In India, a country where cows are sacred, they never say moo.  Ganges cows say moe (rhymes with "schmoe").  This is pretty hard to believe.  In fact, if America had cows who said moe, we'd probably worship them, too.

Frankly, we don't know what to make of the rooster situation.  Maybe Americans are too sleepy at four o'clock in the morning to give a hoot what these squawky alarm clocks are shouting.  But we'll tell you one thing: The rest of the world is sharply opposed to us in the cock-a-doodle-doo department.  In fact, Europe presents a more united front on roosters than on any issue since Charlemagne.  Germany, Spain, and Italy are all agreed that what this brid is trying to say is kikiriki (kee-kee-ree-kee), quiquiriqui (kee-kee-ree-kee), and chicchiricchi (keek-kee-reek-kee), respectively.  In Spanish-speaking countries, young roosters say quiquiriqui, but the old ones go quiquiriqoooo.  France deviates slightly in favor of cocorico; Japan votes for kokekkoko - all far cries from cock-a-doodle-doo.

Most of the Western world goes along with the U.S. conviction that ducks quack.  But you can't argue a Chinese out of the certainty that Cantonese ducks say ap-ap.  Ducks in Japan go around spouting ga-ga; Arabic ones - bat-bat; Rumanian - mac-mac.  If you should ever go duck hunting in Germany and hear a quack-quack, don't be too quick to shoot.  In Germany, ducks go quack-quack all right - but so do frogs.

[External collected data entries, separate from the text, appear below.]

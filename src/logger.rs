//! Logging utilities with colored output and progress display.
//!
//! This module provides:
//! - `log!` macro for formatted terminal output with colored prefixes
//! - `debug!` macro for output gated behind `--verbose`
//! - `ProgressLine` for single-line progress display with multiple counters
//!
//! # Example
//!
//! ```ignore
//! // Simple logging
//! log!("crawl"; "visited {} notes", count);
//!
//! // Progress line for a build
//! let progress = ProgressLine::new(&[("notes", 42), ("pages", 42)]);
//! progress.inc("notes");
//! progress.finish();
//! ```

use crossterm::{
    cursor, execute,
    terminal::{Clear, ClearType},
};
use owo_colors::OwoColorize;
use parking_lot::Mutex;
use std::{
    io::{Write, stdout},
    sync::atomic::{AtomicBool, AtomicUsize, Ordering},
};

/// Global verbose flag (set by --verbose CLI argument)
static VERBOSE: AtomicBool = AtomicBool::new(false);

/// Set verbose mode globally
pub fn set_verbose(v: bool) {
    VERBOSE.store(v, Ordering::SeqCst);
}

/// Check if verbose mode is enabled
pub fn is_verbose() -> bool {
    VERBOSE.load(Ordering::SeqCst)
}

/// Active progress bar count (for log coordination)
static BAR_COUNT: AtomicUsize = AtomicUsize::new(0);

// ============================================================================
// Log Macro
// ============================================================================

/// Log a message with a colored module prefix
///
/// # Usage
/// ```ignore
/// log!("module"; "message with {} formatting", args);
/// ```
#[macro_export]
macro_rules! log {
    ($module:expr; $($arg:tt)*) => {{
        $crate::logger::log($module, &format!($($arg)*))
    }};
}

/// Log a debug message (only shown when --verbose is enabled)
///
/// # Usage
/// ```ignore
/// debug!("module"; "debug info: {}", value);
/// ```
#[macro_export]
macro_rules! debug {
    ($module:expr; $($arg:tt)*) => {{
        if $crate::logger::is_verbose() {
            $crate::logger::log($module, &format!($($arg)*))
        }
    }};
}

// ============================================================================
// Helper Functions
// ============================================================================

/// Log a message with a colored module prefix
#[inline]
#[allow(clippy::cast_possible_truncation)] // Safe: bars count is always small
pub fn log(module: &str, message: &str) {
    let module_lower = module.to_ascii_lowercase();
    let prefix = colorize_prefix(module, &module_lower);

    let mut stdout = stdout().lock();

    let bar_count = BAR_COUNT.load(Ordering::SeqCst);
    if bar_count > 0 {
        execute!(stdout, cursor::MoveUp(bar_count as u16)).ok();
        execute!(stdout, Clear(ClearType::FromCursorDown)).ok();
    }

    writeln!(stdout, "{prefix} {message}").ok();

    if bar_count > 0 {
        for _ in 0..bar_count {
            writeln!(stdout).ok();
        }
    }

    stdout.flush().ok();
}

/// Apply color to a module prefix based on module type
#[inline]
fn colorize_prefix(module: &str, module_lower: &str) -> String {
    let prefix = format!("[{module}]");
    match module_lower {
        "build" | "done" => prefix.bright_green().bold().to_string(),
        "warn" | "warning" => prefix.bright_magenta().bold().to_string(),
        "error" => prefix.bright_red().bold().to_string(),
        "crawl" | "deferred" => prefix.bright_blue().bold().to_string(),
        _ => prefix.bright_yellow().bold().to_string(),
    }
}

// ============================================================================
// Progress Line (single-line counters)
// ============================================================================

/// Single-line progress display with multiple counters
///
/// Displays: `[build] notes(42/69) pages(5/69) deferred(0/69)`
///
/// All counters update in place on the same line. The build is
/// single-threaded, so the lock only guards against re-entrant refreshes.
pub struct ProgressLine {
    counters: Vec<Counter>,
    lock: Mutex<()>,
}

struct Counter {
    name: &'static str,
    total: usize,
    current: AtomicUsize,
}

impl ProgressLine {
    /// Create a new progress display.
    ///
    /// Only includes counters with total > 0.
    pub fn new(items: &[(&'static str, usize)]) -> Self {
        let counters: Vec<_> = items
            .iter()
            .filter(|(_, total)| *total > 0)
            .map(|(name, total)| Counter {
                name,
                total: *total,
                current: AtomicUsize::new(0),
            })
            .collect();

        BAR_COUNT.store(1, Ordering::SeqCst);

        let progress = Self {
            counters,
            lock: Mutex::new(()),
        };
        progress.display();
        progress
    }

    /// Increment the counter with the given name.
    #[inline]
    pub fn inc(&self, name: &str) {
        for counter in &self.counters {
            if counter.name == name {
                counter.current.fetch_add(1, Ordering::Relaxed);
                if self.lock.try_lock().is_some() {
                    self.display();
                }
                return;
            }
        }
    }

    fn render_line(&self) -> String {
        self.counters
            .iter()
            .map(|counter| {
                let current = counter.current.load(Ordering::Relaxed);
                // Crawls can reach fewer documents than were scanned; the sweep
                // may also reach more than the entrypoint estimate.
                format!("{}({}/{})", counter.name, current, counter.total.max(current))
            })
            .collect::<Vec<_>>()
            .join(" ")
    }

    /// Display the current progress line (overwrites current line).
    fn display(&self) {
        let line = self.render_line();
        let prefix = colorize_prefix("build", "build");

        let mut stdout = stdout().lock();
        execute!(
            stdout,
            cursor::MoveToColumn(0),
            Clear(ClearType::CurrentLine)
        )
        .ok();
        write!(stdout, "{prefix} {line}").ok();
        stdout.flush().ok();
    }

    /// Finish progress display, preserve line and move to next line.
    pub fn finish(self) {
        BAR_COUNT.store(0, Ordering::SeqCst);

        {
            let _guard = self.lock.lock();
            let line = self.render_line();
            let prefix = colorize_prefix("build", "build");

            let mut stdout = stdout().lock();
            execute!(
                stdout,
                cursor::MoveToColumn(0),
                Clear(ClearType::CurrentLine)
            )
            .ok();
            writeln!(stdout, "{prefix} {line}").ok();
            stdout.flush().ok();
        }

        std::mem::forget(self); // Prevent Drop from clearing
    }
}

impl Drop for ProgressLine {
    fn drop(&mut self) {
        BAR_COUNT.store(0, Ordering::SeqCst);

        let mut stdout = stdout().lock();
        execute!(
            stdout,
            cursor::MoveToColumn(0),
            Clear(ClearType::CurrentLine)
        )
        .ok();
        stdout.flush().ok();
    }
}

// ============================================================================
// Tests
// ============================================================================

#[cfg(test)]
mod tests {
    use super::*;

    #[test]
    fn test_progress_line_skips_empty_counters() {
        let progress = ProgressLine::new(&[("notes", 3), ("pages", 0)]);
        assert_eq!(progress.counters.len(), 1);
        assert_eq!(progress.render_line(), "notes(0/3)");
        drop(progress);
    }

    #[test]
    fn test_progress_line_inc() {
        let progress = ProgressLine::new(&[("notes", 2), ("pages", 2)]);
        progress.inc("notes");
        progress.inc("notes");
        progress.inc("notes");
        progress.inc("unknown");
        assert_eq!(progress.render_line(), "notes(3/3) pages(0/2)");
        drop(progress);
    }

    #[test]
    fn test_verbose_flag() {
        set_verbose(true);
        assert!(is_verbose());
        set_verbose(false);
        assert!(!is_verbose());
    }
}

The cats of the world present a fairly solid front.  Should you, on a trip around the globe, be suddenly awakened in the middle of the night by a miaow, it would be pretty safe to throw a shoe at the back fence.  You would hit a cat.  This holds true everywhere except in Arabic-speaking countries and Japan.  A diplomat from The Land of the Rising Sun insisted that Nipponese cats say nyah-nyah.  In Arab territory. felines express themselves under ordinary circumstances with nau-nau.

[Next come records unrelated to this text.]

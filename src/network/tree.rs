//! NetworkTree.

use rustc_hash::{FxHashMap, FxHashSet};
use serde::Serialize;

use super::{GraphLink, GraphNode};
use crate::config::SlugMode;
use crate::utils::path::slug::slugify;

#[derive(Debug, Default)]
pub struct NetworkTree {
    nodes: Vec<GraphNode>,
    by_id: FxHashMap<String, usize>,
    by_slug: FxHashMap<String, usize>,
    links: Vec<GraphLink>,
    link_keys: FxHashSet<(String, String)>,
}

/// Serialized form written to `graph.json`.
#[derive(Debug, Serialize)]
pub struct GraphExport<'a> {
    pub nodes: Vec<&'a GraphNode>,
    pub links: Vec<&'a GraphLink>,
}

impl NetworkTree {
    pub fn new() -> Self {
        Self::default()
    }

    /// Insert or update a node by id.
    ///
    /// An update replaces the metadata but keeps the original sequence
    /// number and adjacency. Returns the sequence number.
    pub fn add_node(&mut self, mut node: GraphNode) -> usize {
        if let Some(&pos) = self.by_id.get(&node.id) {
            let existing = &mut self.nodes[pos];
            node.seq = existing.seq;
            node.inward = std::mem::take(&mut existing.inward);
            node.outward = std::mem::take(&mut existing.outward);
            *existing = node;
            return pos;
        }

        let seq = self.nodes.len();
        node.seq = seq;
        self.by_id.insert(node.id.clone(), seq);
        self.nodes.push(node);
        seq
    }

    /// Insert a link unless one with the same (source, target) exists.
    pub fn add_link(&mut self, link: GraphLink) -> bool {
        let key = (link.source.clone(), link.target.clone());
        if !self.link_keys.insert(key) {
            return false;
        }
        self.links.push(link);
        true
    }

    /// Build the id and slugified-id lookup tables.
    pub fn compile_lookup(&mut self, mode: SlugMode) {
        self.by_id.clear();
        self.by_slug.clear();
        for (pos, node) in self.nodes.iter().enumerate() {
            self.by_id.insert(node.id.clone(), pos);
            self.by_slug.entry(slugify(&node.id, mode)).or_insert(pos);
        }
    }

    /// Fill inward/outward adjacency from the link list.
    ///
    /// Adjacency is rebuilt from scratch, so calling this again gives the
    /// same result. Links to ids without a node and self-links are skipped.
    pub fn compute_crosslinks(&mut self) {
        for node in &mut self.nodes {
            node.inward.clear();
            node.outward.clear();
        }

        for link in &self.links {
            if link.source == link.target {
                continue;
            }
            let (Some(&source), Some(&target)) =
                (self.by_id.get(&link.source), self.by_id.get(&link.target))
            else {
                continue;
            };
            push_unique(&mut self.nodes[source].outward, &link.target);
            push_unique(&mut self.nodes[target].inward, &link.source);
        }
    }

    pub fn node(&self, id: &str) -> Option<&GraphNode> {
        self.by_id.get(id).map(|&pos| &self.nodes[pos])
    }

    pub fn node_by_slug(&self, slug: &str) -> Option<&GraphNode> {
        self.by_slug.get(slug).map(|&pos| &self.nodes[pos])
    }

    /// Nodes linking to `id`, in link insertion order.
    pub fn backlinks(&self, id: &str) -> Vec<&GraphNode> {
        self.node(id)
            .map(|node| node.inward.iter().filter_map(|src| self.node(src)).collect())
            .unwrap_or_default()
    }

    /// Nodes in sequence order.
    pub fn nodes(&self) -> &[GraphNode] {
        &self.nodes
    }

    pub fn links(&self) -> &[GraphLink] {
        &self.links
    }

    pub fn len(&self) -> usize {
        self.nodes.len()
    }

    pub fn is_empty(&self) -> bool {
        self.nodes.is_empty()
    }

    /// Nodes plus the links whose both ends are nodes.
    pub fn export(&self) -> GraphExport<'_> {
        GraphExport {
            nodes: self.nodes.iter().collect(),
            links: self
                .links
                .iter()
                .filter(|l| self.by_id.contains_key(&l.source) && self.by_id.contains_key(&l.target))
                .collect(),
        }
    }
}

fn push_unique(list: &mut Vec<String>, id: &str) {
    if !list.iter().any(|existing| existing == id) {
        list.push(id.to_string());
    }
}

The dog is supposed to be man's best friend.  That's why it's so flabbergasting how people have managed to garble this message this poor animal has been trying to convey all these years.  Spanish dogs, for instance, seem to have some kinship with American Indians.  In their native habitat, Spanish cockers say how-how (jau-jau written in Castilian).  French poodles in Alsace sit on the banks of the Rhine barking oua-oua (wa-wa).

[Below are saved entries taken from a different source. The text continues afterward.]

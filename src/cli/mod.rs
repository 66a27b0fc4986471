//! Command-line interface module.

mod args;
pub mod build;
pub mod config;
pub mod resolve;

pub use args::{BuildArgs, Cli, Commands};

As one goes progressively eastward, the ways of the dog become more and more inscrutable.  The Turks are under the impression that their hounds say hov-hov, hov-hov.  Nor is there any arguing with the Russians.  Wolfhounds invented barking.  And believe it or not, dogs in Moscow gather around the Kremlin at night and bay vas-vas, vas-vas at the moon.

It is in China, however, that the canine kingdom goes completely berserk.  We checked and double-checked our information.  In short, the people of China will swear on Confucius' name that their dogs say wang-wang, wang-wang.  Personally, the vision of settling down in any easy chair after dinner with a pipe, slippers, and a dog at our feet who looks up and says wang-wang does not appeal to our sense of domesticity.

We wouldn't want to conclude without mentioning one encouraging sign on the horizon.  The Nutka Indians of Vancouver Island claim that whales say hux under normal conditions, and peu-wu when excited.  Surprisingly enough, the Russian Eskimos living on the Siberian side of the Bering Strait are in perfect accord with the capitalistic Nutka tribe on this point.

From the mouth of a whale, then, comes our brightest promise of world accord.  The whale's hux is the only fact on earth regarding animal sounds which observers accept without a quibble.  If someday we could all attune our ears to accept hux as belonging to a whale - and not to the otter, the sloth, or the Afghanistan loon - it might be the rallying point for a glorious era of peace on earth and good will between men and all the animals in the zoos the world over.